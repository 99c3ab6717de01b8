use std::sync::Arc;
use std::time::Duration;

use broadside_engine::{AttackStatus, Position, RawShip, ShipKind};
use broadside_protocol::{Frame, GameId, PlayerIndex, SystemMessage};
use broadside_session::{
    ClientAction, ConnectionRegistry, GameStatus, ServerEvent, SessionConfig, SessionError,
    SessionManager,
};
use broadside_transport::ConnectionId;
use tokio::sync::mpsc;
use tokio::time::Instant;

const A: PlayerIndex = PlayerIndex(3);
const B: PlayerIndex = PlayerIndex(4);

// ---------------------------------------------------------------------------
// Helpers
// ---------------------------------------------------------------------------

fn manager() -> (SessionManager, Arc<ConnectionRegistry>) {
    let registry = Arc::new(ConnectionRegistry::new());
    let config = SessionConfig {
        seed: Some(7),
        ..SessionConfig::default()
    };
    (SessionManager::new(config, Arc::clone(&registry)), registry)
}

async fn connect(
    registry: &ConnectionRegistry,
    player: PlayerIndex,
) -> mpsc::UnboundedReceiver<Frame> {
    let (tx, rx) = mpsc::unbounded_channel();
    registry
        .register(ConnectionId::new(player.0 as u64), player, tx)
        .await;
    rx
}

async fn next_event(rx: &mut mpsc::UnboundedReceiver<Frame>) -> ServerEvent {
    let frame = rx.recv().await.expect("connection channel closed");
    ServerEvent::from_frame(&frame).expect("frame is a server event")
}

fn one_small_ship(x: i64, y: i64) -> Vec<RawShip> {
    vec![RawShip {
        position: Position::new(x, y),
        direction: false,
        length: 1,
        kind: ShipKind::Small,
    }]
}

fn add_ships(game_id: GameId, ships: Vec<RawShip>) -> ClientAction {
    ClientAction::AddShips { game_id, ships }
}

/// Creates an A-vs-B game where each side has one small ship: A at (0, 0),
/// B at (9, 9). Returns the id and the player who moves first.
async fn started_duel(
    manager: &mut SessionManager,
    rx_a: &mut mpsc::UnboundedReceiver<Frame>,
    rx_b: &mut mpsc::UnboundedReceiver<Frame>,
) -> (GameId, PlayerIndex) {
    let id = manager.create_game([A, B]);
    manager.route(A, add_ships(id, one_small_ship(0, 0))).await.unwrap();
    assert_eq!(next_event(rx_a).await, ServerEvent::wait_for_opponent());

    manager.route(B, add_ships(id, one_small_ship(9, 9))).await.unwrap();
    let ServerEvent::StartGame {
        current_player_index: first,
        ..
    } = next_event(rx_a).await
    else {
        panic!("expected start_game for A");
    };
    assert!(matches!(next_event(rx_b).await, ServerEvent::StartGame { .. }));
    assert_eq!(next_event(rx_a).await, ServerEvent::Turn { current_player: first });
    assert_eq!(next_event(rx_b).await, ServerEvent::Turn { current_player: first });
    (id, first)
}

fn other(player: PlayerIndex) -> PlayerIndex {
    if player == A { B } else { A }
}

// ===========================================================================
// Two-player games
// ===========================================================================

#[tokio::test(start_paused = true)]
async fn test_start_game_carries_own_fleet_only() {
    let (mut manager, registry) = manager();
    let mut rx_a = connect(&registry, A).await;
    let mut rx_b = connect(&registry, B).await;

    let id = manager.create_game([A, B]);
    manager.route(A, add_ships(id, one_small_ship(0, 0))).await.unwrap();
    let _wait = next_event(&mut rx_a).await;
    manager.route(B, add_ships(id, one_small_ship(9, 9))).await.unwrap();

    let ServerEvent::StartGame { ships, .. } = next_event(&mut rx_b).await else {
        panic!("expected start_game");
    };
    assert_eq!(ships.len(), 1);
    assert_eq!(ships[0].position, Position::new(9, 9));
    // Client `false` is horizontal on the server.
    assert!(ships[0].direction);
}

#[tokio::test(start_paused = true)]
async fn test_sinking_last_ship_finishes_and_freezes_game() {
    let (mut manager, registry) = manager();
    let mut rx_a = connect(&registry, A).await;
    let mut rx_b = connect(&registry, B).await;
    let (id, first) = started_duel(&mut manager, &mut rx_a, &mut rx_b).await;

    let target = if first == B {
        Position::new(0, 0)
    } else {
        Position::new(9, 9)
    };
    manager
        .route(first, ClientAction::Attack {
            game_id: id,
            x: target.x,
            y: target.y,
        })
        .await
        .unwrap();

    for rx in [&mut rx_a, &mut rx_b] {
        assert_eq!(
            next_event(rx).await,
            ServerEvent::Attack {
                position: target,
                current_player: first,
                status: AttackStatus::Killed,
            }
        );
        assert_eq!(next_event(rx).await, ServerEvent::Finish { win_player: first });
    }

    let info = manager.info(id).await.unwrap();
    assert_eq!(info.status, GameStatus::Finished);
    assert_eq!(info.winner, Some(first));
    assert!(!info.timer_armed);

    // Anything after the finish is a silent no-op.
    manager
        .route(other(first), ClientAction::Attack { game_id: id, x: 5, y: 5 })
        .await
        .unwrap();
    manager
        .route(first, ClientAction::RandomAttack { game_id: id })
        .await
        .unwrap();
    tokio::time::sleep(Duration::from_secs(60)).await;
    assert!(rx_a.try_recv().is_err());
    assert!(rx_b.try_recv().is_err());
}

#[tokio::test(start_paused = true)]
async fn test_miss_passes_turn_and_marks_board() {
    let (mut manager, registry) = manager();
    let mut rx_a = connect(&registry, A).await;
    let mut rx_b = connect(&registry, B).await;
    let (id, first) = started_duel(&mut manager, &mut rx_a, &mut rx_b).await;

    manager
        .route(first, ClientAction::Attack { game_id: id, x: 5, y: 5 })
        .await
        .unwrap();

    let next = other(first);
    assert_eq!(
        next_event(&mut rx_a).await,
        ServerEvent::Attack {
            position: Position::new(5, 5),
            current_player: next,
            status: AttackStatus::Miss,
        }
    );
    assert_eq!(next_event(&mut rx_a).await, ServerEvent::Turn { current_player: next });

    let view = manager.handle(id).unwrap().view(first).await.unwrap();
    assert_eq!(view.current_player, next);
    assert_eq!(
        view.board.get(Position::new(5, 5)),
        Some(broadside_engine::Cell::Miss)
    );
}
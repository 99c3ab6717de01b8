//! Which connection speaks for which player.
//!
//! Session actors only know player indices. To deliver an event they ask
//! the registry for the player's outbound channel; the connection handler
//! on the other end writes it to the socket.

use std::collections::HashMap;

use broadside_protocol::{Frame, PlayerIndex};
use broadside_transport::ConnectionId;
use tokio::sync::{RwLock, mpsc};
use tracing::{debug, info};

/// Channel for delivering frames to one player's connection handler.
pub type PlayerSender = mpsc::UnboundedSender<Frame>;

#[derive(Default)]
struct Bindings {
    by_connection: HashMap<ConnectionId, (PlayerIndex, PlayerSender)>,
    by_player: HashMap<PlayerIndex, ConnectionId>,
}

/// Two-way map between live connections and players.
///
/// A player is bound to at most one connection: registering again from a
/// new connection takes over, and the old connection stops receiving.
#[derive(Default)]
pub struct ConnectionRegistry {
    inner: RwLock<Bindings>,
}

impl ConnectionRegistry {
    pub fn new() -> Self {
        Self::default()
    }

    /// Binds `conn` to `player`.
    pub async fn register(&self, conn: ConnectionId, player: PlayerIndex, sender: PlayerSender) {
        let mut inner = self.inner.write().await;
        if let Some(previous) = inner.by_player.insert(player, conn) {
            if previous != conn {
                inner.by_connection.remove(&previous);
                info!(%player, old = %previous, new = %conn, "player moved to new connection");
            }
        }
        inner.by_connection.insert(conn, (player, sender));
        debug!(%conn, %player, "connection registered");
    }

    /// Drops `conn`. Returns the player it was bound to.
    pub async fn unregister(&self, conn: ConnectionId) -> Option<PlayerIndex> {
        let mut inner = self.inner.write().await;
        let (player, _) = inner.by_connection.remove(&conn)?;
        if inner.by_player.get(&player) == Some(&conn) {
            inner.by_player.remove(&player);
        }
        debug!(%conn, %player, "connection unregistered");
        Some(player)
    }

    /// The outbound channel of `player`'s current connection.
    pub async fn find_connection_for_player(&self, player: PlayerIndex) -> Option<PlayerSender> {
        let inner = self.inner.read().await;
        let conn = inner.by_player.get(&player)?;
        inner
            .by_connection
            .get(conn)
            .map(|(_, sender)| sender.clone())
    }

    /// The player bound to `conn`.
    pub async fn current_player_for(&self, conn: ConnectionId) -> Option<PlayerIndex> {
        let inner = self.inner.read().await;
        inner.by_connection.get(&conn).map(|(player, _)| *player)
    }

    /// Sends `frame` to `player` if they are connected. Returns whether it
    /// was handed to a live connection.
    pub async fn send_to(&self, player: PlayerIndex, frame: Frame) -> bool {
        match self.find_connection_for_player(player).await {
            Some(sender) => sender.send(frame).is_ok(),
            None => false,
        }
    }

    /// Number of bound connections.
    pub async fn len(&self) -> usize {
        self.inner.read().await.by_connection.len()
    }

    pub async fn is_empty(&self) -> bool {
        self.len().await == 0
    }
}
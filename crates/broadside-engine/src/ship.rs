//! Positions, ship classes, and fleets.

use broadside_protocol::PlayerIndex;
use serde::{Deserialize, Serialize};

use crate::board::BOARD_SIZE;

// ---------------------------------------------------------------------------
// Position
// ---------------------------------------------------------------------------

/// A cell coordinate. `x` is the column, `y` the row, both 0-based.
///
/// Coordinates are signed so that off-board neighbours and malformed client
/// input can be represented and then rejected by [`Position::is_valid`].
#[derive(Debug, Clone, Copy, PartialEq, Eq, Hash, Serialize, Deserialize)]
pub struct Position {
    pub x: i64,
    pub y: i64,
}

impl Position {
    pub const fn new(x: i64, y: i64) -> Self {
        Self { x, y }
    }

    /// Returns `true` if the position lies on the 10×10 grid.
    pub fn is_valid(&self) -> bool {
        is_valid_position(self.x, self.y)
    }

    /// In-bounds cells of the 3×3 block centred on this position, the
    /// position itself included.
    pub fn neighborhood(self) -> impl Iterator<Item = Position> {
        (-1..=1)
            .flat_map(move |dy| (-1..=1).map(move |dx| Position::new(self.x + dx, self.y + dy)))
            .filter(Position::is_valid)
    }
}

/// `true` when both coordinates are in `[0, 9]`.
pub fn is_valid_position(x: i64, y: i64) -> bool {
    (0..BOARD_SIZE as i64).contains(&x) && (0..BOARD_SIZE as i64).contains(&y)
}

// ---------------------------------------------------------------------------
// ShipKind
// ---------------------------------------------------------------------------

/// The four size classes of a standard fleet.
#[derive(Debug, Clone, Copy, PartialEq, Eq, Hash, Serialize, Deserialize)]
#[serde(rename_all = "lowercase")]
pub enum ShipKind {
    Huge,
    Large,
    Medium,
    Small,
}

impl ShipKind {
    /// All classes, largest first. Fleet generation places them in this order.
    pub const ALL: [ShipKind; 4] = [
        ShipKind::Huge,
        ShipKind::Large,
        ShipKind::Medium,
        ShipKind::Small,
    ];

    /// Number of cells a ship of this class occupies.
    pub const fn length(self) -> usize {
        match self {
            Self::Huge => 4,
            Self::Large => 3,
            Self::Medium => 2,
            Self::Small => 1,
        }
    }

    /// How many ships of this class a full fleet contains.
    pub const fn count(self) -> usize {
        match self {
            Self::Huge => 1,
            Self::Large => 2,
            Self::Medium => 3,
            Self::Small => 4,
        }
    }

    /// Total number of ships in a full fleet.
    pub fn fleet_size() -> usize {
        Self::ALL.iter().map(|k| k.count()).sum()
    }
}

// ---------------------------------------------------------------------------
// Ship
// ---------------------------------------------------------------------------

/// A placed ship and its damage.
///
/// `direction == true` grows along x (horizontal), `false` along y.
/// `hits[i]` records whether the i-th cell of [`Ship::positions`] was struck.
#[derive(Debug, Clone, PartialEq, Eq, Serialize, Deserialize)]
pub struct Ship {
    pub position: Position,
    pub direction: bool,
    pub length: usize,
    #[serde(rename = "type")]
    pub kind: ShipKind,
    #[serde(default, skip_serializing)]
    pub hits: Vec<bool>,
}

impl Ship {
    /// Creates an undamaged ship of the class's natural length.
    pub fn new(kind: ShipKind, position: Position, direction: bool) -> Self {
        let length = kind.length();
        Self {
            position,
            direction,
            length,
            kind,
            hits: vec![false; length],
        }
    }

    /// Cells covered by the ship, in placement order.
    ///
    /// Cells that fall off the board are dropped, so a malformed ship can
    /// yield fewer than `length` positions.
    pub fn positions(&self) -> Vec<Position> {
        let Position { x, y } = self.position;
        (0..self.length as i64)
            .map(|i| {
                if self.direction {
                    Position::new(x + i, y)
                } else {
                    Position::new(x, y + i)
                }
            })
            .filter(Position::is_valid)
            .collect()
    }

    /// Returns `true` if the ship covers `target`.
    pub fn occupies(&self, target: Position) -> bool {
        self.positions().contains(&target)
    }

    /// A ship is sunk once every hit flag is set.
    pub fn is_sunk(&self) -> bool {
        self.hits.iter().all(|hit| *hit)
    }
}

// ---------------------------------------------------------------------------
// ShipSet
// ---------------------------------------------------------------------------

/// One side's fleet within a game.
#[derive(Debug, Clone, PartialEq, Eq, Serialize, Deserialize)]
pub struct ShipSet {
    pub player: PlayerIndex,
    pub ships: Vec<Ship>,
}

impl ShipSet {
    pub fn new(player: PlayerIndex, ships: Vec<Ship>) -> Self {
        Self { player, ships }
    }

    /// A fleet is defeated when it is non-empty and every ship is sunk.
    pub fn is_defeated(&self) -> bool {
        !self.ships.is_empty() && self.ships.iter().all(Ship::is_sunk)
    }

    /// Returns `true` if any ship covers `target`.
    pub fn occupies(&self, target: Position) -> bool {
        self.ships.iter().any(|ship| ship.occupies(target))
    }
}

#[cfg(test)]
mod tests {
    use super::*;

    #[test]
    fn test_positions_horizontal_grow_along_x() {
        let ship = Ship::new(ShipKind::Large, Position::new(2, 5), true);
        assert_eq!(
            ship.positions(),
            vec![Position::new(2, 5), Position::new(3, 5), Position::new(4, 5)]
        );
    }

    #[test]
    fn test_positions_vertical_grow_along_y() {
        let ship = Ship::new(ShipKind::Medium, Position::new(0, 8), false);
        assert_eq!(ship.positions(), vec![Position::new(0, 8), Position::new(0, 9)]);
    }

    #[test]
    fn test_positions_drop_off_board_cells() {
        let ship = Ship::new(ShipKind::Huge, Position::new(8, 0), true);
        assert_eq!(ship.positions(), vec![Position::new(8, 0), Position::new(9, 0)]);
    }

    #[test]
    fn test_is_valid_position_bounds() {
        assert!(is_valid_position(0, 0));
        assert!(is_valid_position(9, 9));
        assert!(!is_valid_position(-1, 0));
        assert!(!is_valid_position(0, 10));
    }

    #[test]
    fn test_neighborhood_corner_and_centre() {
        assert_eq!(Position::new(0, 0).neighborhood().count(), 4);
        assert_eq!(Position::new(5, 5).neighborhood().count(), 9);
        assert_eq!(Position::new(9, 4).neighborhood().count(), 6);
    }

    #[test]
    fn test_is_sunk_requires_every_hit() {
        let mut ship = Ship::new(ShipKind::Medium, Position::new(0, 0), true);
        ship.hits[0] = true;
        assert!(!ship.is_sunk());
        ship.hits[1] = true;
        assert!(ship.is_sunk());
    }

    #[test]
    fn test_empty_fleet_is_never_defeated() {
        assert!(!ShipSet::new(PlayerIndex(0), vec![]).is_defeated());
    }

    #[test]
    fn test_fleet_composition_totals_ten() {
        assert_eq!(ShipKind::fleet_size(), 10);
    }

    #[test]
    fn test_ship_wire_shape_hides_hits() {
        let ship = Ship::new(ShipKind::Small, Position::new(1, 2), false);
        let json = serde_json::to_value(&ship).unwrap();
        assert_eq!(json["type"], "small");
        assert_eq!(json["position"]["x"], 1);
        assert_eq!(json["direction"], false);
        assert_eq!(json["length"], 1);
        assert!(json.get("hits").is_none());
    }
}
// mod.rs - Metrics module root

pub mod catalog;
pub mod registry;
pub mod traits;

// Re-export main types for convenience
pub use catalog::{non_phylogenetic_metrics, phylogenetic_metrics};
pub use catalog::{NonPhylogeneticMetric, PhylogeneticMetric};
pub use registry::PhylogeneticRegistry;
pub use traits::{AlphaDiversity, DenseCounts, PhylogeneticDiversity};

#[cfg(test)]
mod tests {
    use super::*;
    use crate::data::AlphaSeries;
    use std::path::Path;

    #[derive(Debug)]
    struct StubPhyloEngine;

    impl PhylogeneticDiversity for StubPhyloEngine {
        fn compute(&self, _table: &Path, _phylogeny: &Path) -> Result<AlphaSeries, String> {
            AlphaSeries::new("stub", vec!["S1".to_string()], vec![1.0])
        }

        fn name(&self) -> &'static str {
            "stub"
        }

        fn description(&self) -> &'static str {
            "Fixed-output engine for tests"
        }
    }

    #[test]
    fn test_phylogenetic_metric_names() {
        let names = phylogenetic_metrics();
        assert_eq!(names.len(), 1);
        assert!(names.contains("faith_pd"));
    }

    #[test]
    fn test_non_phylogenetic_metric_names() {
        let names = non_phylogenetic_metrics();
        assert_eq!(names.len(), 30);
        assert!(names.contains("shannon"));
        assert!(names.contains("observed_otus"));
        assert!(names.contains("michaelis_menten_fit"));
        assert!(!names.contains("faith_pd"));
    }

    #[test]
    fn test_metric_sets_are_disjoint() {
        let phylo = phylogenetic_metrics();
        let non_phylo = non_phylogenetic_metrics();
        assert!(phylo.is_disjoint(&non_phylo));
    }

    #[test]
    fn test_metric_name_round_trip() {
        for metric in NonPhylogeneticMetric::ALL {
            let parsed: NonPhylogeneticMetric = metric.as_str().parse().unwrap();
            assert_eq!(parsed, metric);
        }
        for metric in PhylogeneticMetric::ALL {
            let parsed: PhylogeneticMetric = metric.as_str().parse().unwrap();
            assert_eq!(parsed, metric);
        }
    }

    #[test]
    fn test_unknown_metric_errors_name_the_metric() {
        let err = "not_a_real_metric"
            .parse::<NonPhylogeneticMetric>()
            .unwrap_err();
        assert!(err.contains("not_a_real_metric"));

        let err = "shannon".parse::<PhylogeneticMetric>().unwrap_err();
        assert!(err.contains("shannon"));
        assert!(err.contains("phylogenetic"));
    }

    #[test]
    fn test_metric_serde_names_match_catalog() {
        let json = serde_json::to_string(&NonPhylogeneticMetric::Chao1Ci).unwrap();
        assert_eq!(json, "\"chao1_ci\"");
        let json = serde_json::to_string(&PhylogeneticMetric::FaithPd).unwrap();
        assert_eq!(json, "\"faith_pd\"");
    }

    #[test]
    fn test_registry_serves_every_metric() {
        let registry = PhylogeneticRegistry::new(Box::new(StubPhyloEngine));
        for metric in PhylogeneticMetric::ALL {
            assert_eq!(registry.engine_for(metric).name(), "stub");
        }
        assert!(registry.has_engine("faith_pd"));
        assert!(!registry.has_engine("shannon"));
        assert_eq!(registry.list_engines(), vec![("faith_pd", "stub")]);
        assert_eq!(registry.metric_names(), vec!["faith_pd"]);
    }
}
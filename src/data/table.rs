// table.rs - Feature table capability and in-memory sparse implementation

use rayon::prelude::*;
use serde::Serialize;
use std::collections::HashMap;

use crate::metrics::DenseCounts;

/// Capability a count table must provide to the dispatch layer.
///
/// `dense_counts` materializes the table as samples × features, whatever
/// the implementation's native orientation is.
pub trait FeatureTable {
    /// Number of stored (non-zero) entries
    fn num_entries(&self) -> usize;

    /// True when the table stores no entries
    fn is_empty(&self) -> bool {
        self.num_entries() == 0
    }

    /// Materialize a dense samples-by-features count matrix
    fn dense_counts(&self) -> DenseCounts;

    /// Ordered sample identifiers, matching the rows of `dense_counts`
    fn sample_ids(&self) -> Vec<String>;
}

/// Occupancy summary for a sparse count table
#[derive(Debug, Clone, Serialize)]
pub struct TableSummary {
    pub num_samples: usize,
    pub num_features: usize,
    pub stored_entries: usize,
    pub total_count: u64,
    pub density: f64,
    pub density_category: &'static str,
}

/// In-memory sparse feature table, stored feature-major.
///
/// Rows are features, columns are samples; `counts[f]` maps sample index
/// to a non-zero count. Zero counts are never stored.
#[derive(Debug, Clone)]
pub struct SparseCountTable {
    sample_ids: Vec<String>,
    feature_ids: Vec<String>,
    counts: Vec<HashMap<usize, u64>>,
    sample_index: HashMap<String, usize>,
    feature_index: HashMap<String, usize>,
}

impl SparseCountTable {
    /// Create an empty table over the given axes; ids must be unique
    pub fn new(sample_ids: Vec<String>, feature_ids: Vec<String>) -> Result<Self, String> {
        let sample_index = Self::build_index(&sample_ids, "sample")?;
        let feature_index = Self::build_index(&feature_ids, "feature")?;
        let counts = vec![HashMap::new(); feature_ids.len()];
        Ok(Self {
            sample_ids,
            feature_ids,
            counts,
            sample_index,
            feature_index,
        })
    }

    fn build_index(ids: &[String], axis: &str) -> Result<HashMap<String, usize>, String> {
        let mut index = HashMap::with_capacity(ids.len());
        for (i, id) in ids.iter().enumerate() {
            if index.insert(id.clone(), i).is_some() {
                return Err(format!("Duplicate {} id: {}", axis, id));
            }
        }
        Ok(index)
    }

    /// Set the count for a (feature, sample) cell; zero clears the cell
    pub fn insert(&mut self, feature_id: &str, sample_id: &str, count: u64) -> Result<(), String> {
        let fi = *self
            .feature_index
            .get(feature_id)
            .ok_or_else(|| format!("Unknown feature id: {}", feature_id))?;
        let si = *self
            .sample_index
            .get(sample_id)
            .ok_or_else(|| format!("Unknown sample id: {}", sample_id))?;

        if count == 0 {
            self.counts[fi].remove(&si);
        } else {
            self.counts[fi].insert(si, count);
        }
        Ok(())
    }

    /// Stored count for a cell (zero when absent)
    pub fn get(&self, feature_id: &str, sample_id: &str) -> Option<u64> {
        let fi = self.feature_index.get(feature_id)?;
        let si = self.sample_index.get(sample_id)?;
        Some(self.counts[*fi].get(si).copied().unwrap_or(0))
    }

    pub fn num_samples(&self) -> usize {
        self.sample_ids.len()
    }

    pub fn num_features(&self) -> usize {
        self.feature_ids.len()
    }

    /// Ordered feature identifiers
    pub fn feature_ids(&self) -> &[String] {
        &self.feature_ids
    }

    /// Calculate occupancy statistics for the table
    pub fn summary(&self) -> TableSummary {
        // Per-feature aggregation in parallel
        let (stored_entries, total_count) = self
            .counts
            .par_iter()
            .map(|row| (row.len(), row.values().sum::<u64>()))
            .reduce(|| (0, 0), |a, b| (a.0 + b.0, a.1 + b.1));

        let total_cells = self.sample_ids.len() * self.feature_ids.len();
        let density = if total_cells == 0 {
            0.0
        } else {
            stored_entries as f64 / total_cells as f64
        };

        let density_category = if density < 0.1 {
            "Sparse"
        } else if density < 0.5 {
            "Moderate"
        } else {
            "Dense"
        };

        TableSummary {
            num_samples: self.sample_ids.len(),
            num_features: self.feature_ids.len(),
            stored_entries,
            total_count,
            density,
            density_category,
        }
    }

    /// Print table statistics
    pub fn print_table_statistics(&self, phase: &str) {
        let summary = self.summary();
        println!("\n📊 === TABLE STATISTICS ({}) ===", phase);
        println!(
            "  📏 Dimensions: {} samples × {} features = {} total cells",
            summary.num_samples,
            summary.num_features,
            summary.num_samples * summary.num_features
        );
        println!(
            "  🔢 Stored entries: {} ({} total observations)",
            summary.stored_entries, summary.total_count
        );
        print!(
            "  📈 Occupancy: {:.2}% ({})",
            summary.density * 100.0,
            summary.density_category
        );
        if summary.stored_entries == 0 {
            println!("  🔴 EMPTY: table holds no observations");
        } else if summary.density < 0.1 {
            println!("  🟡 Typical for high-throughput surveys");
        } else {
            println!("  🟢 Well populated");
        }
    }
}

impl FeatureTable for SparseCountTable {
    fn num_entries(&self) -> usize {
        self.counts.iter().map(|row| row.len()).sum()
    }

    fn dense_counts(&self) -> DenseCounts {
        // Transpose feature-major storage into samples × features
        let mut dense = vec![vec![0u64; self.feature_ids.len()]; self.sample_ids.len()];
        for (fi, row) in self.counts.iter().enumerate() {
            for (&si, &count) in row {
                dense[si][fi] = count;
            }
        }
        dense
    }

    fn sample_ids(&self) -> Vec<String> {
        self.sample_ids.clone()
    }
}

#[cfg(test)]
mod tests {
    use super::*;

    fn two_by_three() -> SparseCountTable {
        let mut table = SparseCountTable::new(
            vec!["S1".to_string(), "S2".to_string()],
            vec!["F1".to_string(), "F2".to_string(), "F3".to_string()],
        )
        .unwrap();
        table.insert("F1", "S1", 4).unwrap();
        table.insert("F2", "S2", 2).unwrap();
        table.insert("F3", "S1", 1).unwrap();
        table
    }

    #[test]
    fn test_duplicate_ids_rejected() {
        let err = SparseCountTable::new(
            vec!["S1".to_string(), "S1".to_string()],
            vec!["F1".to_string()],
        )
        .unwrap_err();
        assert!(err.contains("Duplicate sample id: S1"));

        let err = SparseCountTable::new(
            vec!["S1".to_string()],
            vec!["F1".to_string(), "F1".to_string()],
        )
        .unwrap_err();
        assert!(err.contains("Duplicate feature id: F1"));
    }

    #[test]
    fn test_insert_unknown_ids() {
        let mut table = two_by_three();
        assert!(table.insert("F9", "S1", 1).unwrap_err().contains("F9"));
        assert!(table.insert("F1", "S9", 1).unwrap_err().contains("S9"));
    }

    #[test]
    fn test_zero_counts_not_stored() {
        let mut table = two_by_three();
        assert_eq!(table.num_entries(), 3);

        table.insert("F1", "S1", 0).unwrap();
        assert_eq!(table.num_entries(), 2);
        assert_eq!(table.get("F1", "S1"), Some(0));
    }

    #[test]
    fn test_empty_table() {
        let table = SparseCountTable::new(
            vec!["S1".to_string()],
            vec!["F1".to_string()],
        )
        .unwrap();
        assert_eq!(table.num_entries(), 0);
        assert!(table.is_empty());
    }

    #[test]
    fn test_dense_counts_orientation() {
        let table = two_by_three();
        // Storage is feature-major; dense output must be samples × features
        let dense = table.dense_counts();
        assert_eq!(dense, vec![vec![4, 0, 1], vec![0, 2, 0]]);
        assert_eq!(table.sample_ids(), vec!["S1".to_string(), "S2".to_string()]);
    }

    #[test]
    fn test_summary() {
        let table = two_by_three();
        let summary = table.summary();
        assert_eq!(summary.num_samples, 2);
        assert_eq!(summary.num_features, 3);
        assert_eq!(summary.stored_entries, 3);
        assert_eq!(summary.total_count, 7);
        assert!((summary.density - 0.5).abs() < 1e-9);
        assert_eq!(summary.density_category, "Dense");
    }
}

-*-*-

- WHAT THE EXERCISE ASKS -
Print, without alteration, only the lines above between the one holding "Returns whether it" and the one holding "filename crates/broadside-engine/src/ship.rs", inclusive.

- ANSWER FOR THE TASK -
    /// Sends `frame` to `player` if they are connected. Returns whether it
    /// was handed to a live connection.
    pub async fn send_to(&self, player: PlayerIndex, frame: Frame) -> bool {
        match self.find_connection_for_player(player).await {
            Some(sender) => sender.send(frame).is_ok(),
            None => false,
        }
    }

    /// Number of bound connections.
    pub async fn len(&self) -> usize {
        self.inner.read().await.by_connection.len()
    }

    pub async fn is_empty(&self) -> bool {
        self.len().await == 0
    }
}
filename crates/broadside-engine/src/ship.rs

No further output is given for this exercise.